Objectives: In the present study, we evaluated hospital admissions for temperature-associated MI according to gender, age (<75 or ≥75 years), insurance type (National health Insurance (NHI) for the general population, or medical care (Medicaid) for the poor), and location (urban or rural) to compare the risks among these subpopulations. We also evaluated changes in threshold temperatures in summer and winter and correlated the findings with the risks of temperature-associated MI in the subpopulations.
Methods: We used National Health Insurance Service data for daily hospital admissions of MI, meteorological data from the Korea Meteorological Administration, and air pollution data from the National Institute of Environmental Research from 1 January 2004 to 31 December 2012. The generalized models analysis (GAM) was used to assess the short-term effects of temperature (mean, maximum and minimum thresholds) associated with MI admissions when temperatures increased above or decreased below the threshold temperature.
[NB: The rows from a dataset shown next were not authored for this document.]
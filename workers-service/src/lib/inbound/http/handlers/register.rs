use axum::extract::rejection::JsonRejection;
use axum::extract::State;
use axum::http::StatusCode;
use axum::Json;
use serde::Deserialize;

use super::ApiError;
use super::ApiSuccess;
use crate::domain::user::models::RegistrationCredentials;
use crate::inbound::http::router::AppState;

pub async fn register(
    State(state): State<AppState>,
    body: Result<Json<RegisterRequest>, JsonRejection>,
) -> Result<ApiSuccess<String>, ApiError> {
    let Json(body) = body?;

    state
        .authentication_service
        .register(body.registration_credentials.into())
        .await
        .map_err(ApiError::from)
        .map(|token| ApiSuccess::new(StatusCode::OK, token))
}

/// HTTP request body for registration
#[derive(Debug, Clone, PartialEq, Eq, Deserialize)]
#[serde(rename_all = "camelCase")]
pub struct RegisterRequest {
    registration_credentials: RegistrationCredentialsData,
}

#[derive(Debug, Clone, PartialEq, Eq, Deserialize)]
#[serde(rename_all = "camelCase")]
pub struct RegistrationCredentialsData {
    user_name: String,
    email: String,
    password: String,
}

impl From<RegistrationCredentialsData> for RegistrationCredentials {
    fn from(data: RegistrationCredentialsData) -> Self {
        Self {
            username: data.user_name,
            email: data.email,
            password: data.password,
        }
    }
}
The relationships were adjusted by humidity, barometric pressure at sea level, composition and amount of air pollutants (PM10, NO2, O3), day of the week, and duration of the heat wave or cold wave. We defined the threshold temperature as the change point detected using piecewise regression analysis with increased risk based on the relationship between temperature and MI admissions.
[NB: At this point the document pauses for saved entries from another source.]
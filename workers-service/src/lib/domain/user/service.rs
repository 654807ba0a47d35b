use std::sync::Arc;

use async_trait::async_trait;
use auth::Authenticator;

use crate::domain::user::models::LoginCredentials;
use crate::domain::user::models::RegistrationCredentials;
use crate::domain::user::models::User;
use crate::domain::user::models::UserId;
use crate::user::errors::UserError;
use crate::user::ports::AuthenticationServicePort;
use crate::user::ports::UserRepository;

/// Domain service implementation for registration and login.
pub struct AuthenticationService<UR>
where
    UR: UserRepository,
{
    repository: Arc<UR>,
    authenticator: Arc<Authenticator>,
}

impl<UR> AuthenticationService<UR>
where
    UR: UserRepository,
{
    /// Create a new authentication service with injected dependencies.
    ///
    /// # Arguments
    /// * `repository` - User persistence implementation
    /// * `authenticator` - Password hashing and token issuing
    pub fn new(repository: Arc<UR>, authenticator: Arc<Authenticator>) -> Self {
        Self {
            repository,
            authenticator,
        }
    }
}

#[async_trait]
impl<UR> AuthenticationServicePort for AuthenticationService<UR>
where
    UR: UserRepository,
{
    async fn register(&self, credentials: RegistrationCredentials) -> Result<String, UserError> {
        let authenticator = Arc::clone(&self.authenticator);
        let password = credentials.password;
        let password_hash =
            tokio::task::spawn_blocking(move || authenticator.hash_password(&password))
                .await
                .map_err(|e| {
                    tracing::error!(error = %e, "Password hash task failed");
                    UserError::Password(e.to_string())
                })??;

        let user = User {
            id: UserId::new(),
            username: credentials.username,
            email: credentials.email,
            password_hash,
        };

        let created_user = self.repository.create(user).await?;
        tracing::info!(user_id = %created_user.id, "User registered");

        let token = self.authenticator.generate_token(
            created_user.id,
            created_user.username,
            created_user.email,
        )?;

        Ok(token)
    }

    async fn login(&self, credentials: LoginCredentials) -> Result<String, UserError> {
        let user = self
            .repository
            .find_by_email(&credentials.email)
            .await?
            .ok_or_else(|| UserError::NotFoundByEmail(credentials.email.clone()))?;

        let claims = self
            .authenticator
            .claims_for(user.id, user.username.as_str(), user.email.as_str());

        let authenticator = Arc::clone(&self.authenticator);
        let password = credentials.password;
        let stored_hash = user.password_hash.clone();
        let result = tokio::task::spawn_blocking(move || {
            authenticator.authenticate(&password, &stored_hash, &claims)
        })
        .await
        .map_err(|e| {
            tracing::error!(error = %e, "Password verification task failed");
            UserError::Password(e.to_string())
        })?
        .map_err(|e| {
            tracing::warn!(user_id = %user.id, error = %e, "Login rejected");
            UserError::from(e)
        })?;

        tracing::info!(user_id = %user.id, "User logged in");

        Ok(result.access_token)
    }
}

#[cfg(test)]
mod tests {
    use std::sync::atomic::AtomicUsize;
    use std::sync::atomic::Ordering;

    use auth::TokenSettings;
    use mockall::mock;

    use super::*;

    mock! {
        pub TestUserRepository {}

        #[async_trait]
        impl UserRepository for TestUserRepository {
            async fn list_all(&self) -> Result<Vec<User>, UserError>;
            async fn find_by_id(&self, id: &UserId) -> Result<Option<User>, UserError>;
            async fn find_by_email(&self, email: &str) -> Result<Option<User>, UserError>;
            async fn create(&self, user: User) -> Result<User, UserError>;
            async fn update(&self, user: User) -> Result<User, UserError>;
            async fn delete(&self, id: &UserId) -> Result<(), UserError>;
        }
    }

    fn authenticator() -> Arc<Authenticator> {
        Arc::new(Authenticator::new(TokenSettings {
            secret: "test-secret-key-for-jwt-signing-at-least-32-bytes".to_string(),
            issuer: "workers-api".to_string(),
            audience: "workers-clients".to_string(),
            expire_days: 7,
        }))
    }

    fn registration() -> RegistrationCredentials {
        RegistrationCredentials {
            username: "joe".to_string(),
            email: "joe@x.com".to_string(),
            password: "pass_word!".to_string(),
        }
    }

    fn stored_user(authenticator: &Authenticator, password: &str) -> User {
        User {
            id: UserId::new(),
            username: "joe".to_string(),
            email: "joe@x.com".to_string(),
            password_hash: authenticator.hash_password(password).unwrap(),
        }
    }

    #[tokio::test]
    async fn test_register_success() {
        let mut repository = MockTestUserRepository::new();
        let authenticator = authenticator();

        repository
            .expect_create()
            .withf(|user| {
                let hasher = auth::PasswordHasher::new();
                user.username == "joe"
                    && user.email == "joe@x.com"
                    && user.password_hash != "pass_word!"
                    && hasher.verify("pass_word!", &user.password_hash) == Ok(true)
            })
            .times(1)
            .returning(|user| Ok(user));

        let service = AuthenticationService::new(Arc::new(repository), Arc::clone(&authenticator));

        let token = service.register(registration()).await.unwrap();
        assert!(!token.is_empty());

        let claims = authenticator.validate_token(&token).unwrap();
        assert_eq!(claims.unique_name, "joe");
        assert_eq!(claims.email, "joe@x.com");
        assert!(UserId::from_string(&claims.sub).is_ok());
    }

    #[tokio::test(flavor = "current_thread")]
    async fn test_register_hashes_off_the_runtime_thread() {
        let mut repository = MockTestUserRepository::new();
        repository
            .expect_create()
            .times(1)
            .returning(|user| Ok(user));

        let service = AuthenticationService::new(Arc::new(repository), authenticator());

        let ticks = Arc::new(AtomicUsize::new(0));
        let ticker = {
            let ticks = Arc::clone(&ticks);
            tokio::spawn(async move {
                loop {
                    tokio::time::sleep(std::time::Duration::from_millis(1)).await;
                    ticks.fetch_add(1, Ordering::SeqCst);
                }
            })
        };

        service.register(registration()).await.unwrap();
        ticker.abort();

        // the single runtime thread kept polling other tasks while the hash was derived
        assert!(ticks.load(Ordering::SeqCst) > 0);
    }

    #[tokio::test]
    async fn test_register_duplicate_email() {
        let mut repository = MockTestUserRepository::new();

        repository
            .expect_create()
            .times(1)
            .returning(|user| Err(UserError::EmailAlreadyExists(user.email)));

        let service = AuthenticationService::new(Arc::new(repository), authenticator());

        let result = service.register(registration()).await;
        let err = result.unwrap_err();
        assert!(err.is_already_exists());
        assert_eq!(err.to_string(), "User with email: joe@x.com already exists.");
    }

    #[tokio::test]
    async fn test_login_success() {
        let mut repository = MockTestUserRepository::new();
        let authenticator = authenticator();

        let user = stored_user(&authenticator, "pass_word!");
        let user_id = user.id;
        repository
            .expect_find_by_email()
            .withf(|email| email == "joe@x.com")
            .times(1)
            .returning(move |_| Ok(Some(user.clone())));

        let service = AuthenticationService::new(Arc::new(repository), Arc::clone(&authenticator));

        let token = service
            .login(LoginCredentials {
                email: "joe@x.com".to_string(),
                password: "pass_word!".to_string(),
            })
            .await
            .unwrap();

        let claims = authenticator.validate_token(&token).unwrap();
        assert_eq!(claims.sub, user_id.to_string());
    }

    #[tokio::test]
    async fn test_login_unknown_email() {
        let mut repository = MockTestUserRepository::new();
        repository
            .expect_find_by_email()
            .times(1)
            .returning(|_| Ok(None));

        let service = AuthenticationService::new(Arc::new(repository), authenticator());

        let result = service
            .login(LoginCredentials {
                email: "nobody@x.com".to_string(),
                password: "pass_word!".to_string(),
            })
            .await;

        let err = result.unwrap_err();
        assert!(matches!(err, UserError::NotFoundByEmail(_)));
        assert!(err.to_string().contains("not found"));
    }

    #[tokio::test]
    async fn test_login_wrong_password() {
        let mut repository = MockTestUserRepository::new();
        let authenticator = authenticator();

        let user = stored_user(&authenticator, "pass_word!");
        repository
            .expect_find_by_email()
            .times(1)
            .returning(move |_| Ok(Some(user.clone())));

        let service = AuthenticationService::new(Arc::new(repository), authenticator);

        let result = service
            .login(LoginCredentials {
                email: "joe@x.com".to_string(),
                password: "wrong".to_string(),
            })
            .await;

        assert!(matches!(result, Err(UserError::InvalidCredentials)));
    }

    #[tokio::test]
    async fn test_login_malformed_stored_hash() {
        let mut repository = MockTestUserRepository::new();

        let mut user = stored_user(&authenticator(), "pass_word!");
        user.password_hash = "garbage".to_string();
        repository
            .expect_find_by_email()
            .times(1)
            .returning(move |_| Ok(Some(user.clone())));

        let service = AuthenticationService::new(Arc::new(repository), authenticator());

        let result = service
            .login(LoginCredentials {
                email: "joe@x.com".to_string(),
                password: "pass_word!".to_string(),
            })
            .await;

        assert!(matches!(result, Err(UserError::Password(_))));
    }
}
Results: An increased risk for hospital admission due to MI for several subpopulations was found when temperatures rose above or dropped below threshold temperatures. The threshold temperature and relative risks (RR) for MI were different according to subpopulations and season. In the summer, the threshold of mean temperatures ranged between 23.5°C to 28.5°C and the RRs ranged from 1.01 to 1.16 among the following subgroups: 1.16 (95% CI: 1.01-1.33) for the ≥75 years age group and 1.01 (95% CI: 0.96-1.05) for the <75 years age group, and 1.10 (95% CI: 1.02-1.20) for the urban population and 1.03 (95% CI: 0.95-1.12) for the rural population. The maximum temperature threshold ranged from 33.5°C to 34.5°C and the RRs ranged from 1.02 to 1.15 among the following subgroups: 1.08 RR (95% CI: 1.02-1.14) for the female group, 1.12 (95% CI: 1.01-1.24) for the ≥75 years age group, and 1.15 (95% CI: 1.04-1.28) for the Medicaid group. During winter, the RR of the Medicaid group was 1.05 (95% CI: 0.98-1.12) when the mean temperature dropped below threshold by -0.5°C. The RR was 1.11 (95% CI: 1.04-1.20) at temperatures below the minimum temperature threshold (-13.5°C). The RR of the urban population was 1.16 (95% CI: 1.02-1.32) and that of rural population was 1.04(95% CI: 1.00-1.08) when temperatures dropped below the minimum temperature threshold.
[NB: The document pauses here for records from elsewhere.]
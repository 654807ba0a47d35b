use axum::extract::rejection::JsonRejection;
use axum::extract::State;
use axum::http::StatusCode;
use axum::Json;
use chrono::DateTime;
use chrono::FixedOffset;
use serde::Deserialize;
use uuid::Uuid;

use super::ApiError;
use crate::domain::worker::models::Worker;
use crate::domain::worker::models::WorkerId;
use crate::inbound::http::router::AppState;

pub async fn update_worker(
    State(state): State<AppState>,
    body: Result<Json<UpdateWorkerRequest>, JsonRejection>,
) -> Result<StatusCode, ApiError> {
    let Json(body) = body?;

    state
        .worker_service
        .update(body.worker.into())
        .await
        .map_err(ApiError::from)
        .map(|_| StatusCode::NO_CONTENT)
}

/// HTTP request body for updating a worker
#[derive(Debug, Clone, PartialEq, Eq, Deserialize)]
pub struct UpdateWorkerRequest {
    worker: WorkerUpdateData,
}

/// A missing id deserializes as nil and is reported by validation.
#[derive(Debug, Clone, PartialEq, Eq, Deserialize)]
#[serde(rename_all = "camelCase")]
pub struct WorkerUpdateData {
    #[serde(default)]
    id: Uuid,
    #[serde(default)]
    last_name: String,
    #[serde(default)]
    name: String,
    birth_date: DateTime<FixedOffset>,
    #[serde(default)]
    phone: String,
    #[serde(default)]
    email: Option<String>,
}

impl From<WorkerUpdateData> for Worker {
    fn from(data: WorkerUpdateData) -> Self {
        Self {
            id: WorkerId(data.id),
            last_name: data.last_name,
            name: data.name,
            birth_date: data.birth_date,
            phone: data.phone,
            email: data.email,
        }
    }
}
use axum::extract::rejection::JsonRejection;
use axum::extract::State;
use axum::http::header;
use axum::http::StatusCode;
use axum::response::IntoResponse;
use axum::response::Response;
use axum::Json;
use chrono::DateTime;
use chrono::FixedOffset;
use serde::Deserialize;
use serde::Serialize;

use super::ApiError;
use super::ApiSuccess;
use crate::domain::worker::models::CreateWorkerCommand;
use crate::domain::worker::models::WorkerId;
use crate::inbound::http::router::AppState;

pub async fn create_worker(
    State(state): State<AppState>,
    body: Result<Json<CreateWorkerRequest>, JsonRejection>,
) -> Result<Response, ApiError> {
    let Json(body) = body?;

    let worker_id = state
        .worker_service
        .create(body.worker.into())
        .await
        .map_err(ApiError::from)?;

    let location = format!("/api/v1/workers/{}", worker_id);
    let created = ApiSuccess::new(StatusCode::CREATED, CreateWorkerResponseData::from(worker_id));

    Ok(([(header::LOCATION, location)], created).into_response())
}

/// HTTP request body for creating a worker
#[derive(Debug, Clone, PartialEq, Eq, Deserialize)]
pub struct CreateWorkerRequest {
    worker: NewWorkerData,
}

/// Missing text fields deserialize as empty and are reported by validation.
#[derive(Debug, Clone, PartialEq, Eq, Deserialize)]
#[serde(rename_all = "camelCase")]
pub struct NewWorkerData {
    #[serde(default)]
    last_name: String,
    #[serde(default)]
    name: String,
    birth_date: DateTime<FixedOffset>,
    #[serde(default)]
    phone: String,
    #[serde(default)]
    email: Option<String>,
}

impl From<NewWorkerData> for CreateWorkerCommand {
    fn from(data: NewWorkerData) -> Self {
        Self {
            last_name: data.last_name,
            name: data.name,
            birth_date: data.birth_date,
            phone: data.phone,
            email: data.email,
        }
    }
}

#[derive(Debug, Clone, PartialEq, Eq, Serialize)]
#[serde(rename_all = "camelCase")]
pub struct CreateWorkerResponseData {
    pub worker_id: String,
}

impl From<WorkerId> for CreateWorkerResponseData {
    fn from(id: WorkerId) -> Self {
        Self {
            worker_id: id.to_string(),
        }
    }
}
Conclusions: Significant increases in MI risk for several subgroups were associated with temperatures above or below the temperature threshold during summer and winter, respectively. In the summer, the female group, the ≥75 years age group, the Medicaid group, and the urban population showed the highest risk for MI when temperatures exceeded the mean and maximum temperature threshold. During winter, the Medicaid group and the urban population showed the highest risk for MI when temperatures dropped below the minimum temperature threshold. These findings identify vulnerable groups who are at increased risk for hospital admission due to MI that is related to climate change. The data can be used to establish climate change adaptation strategies for susceptible populations.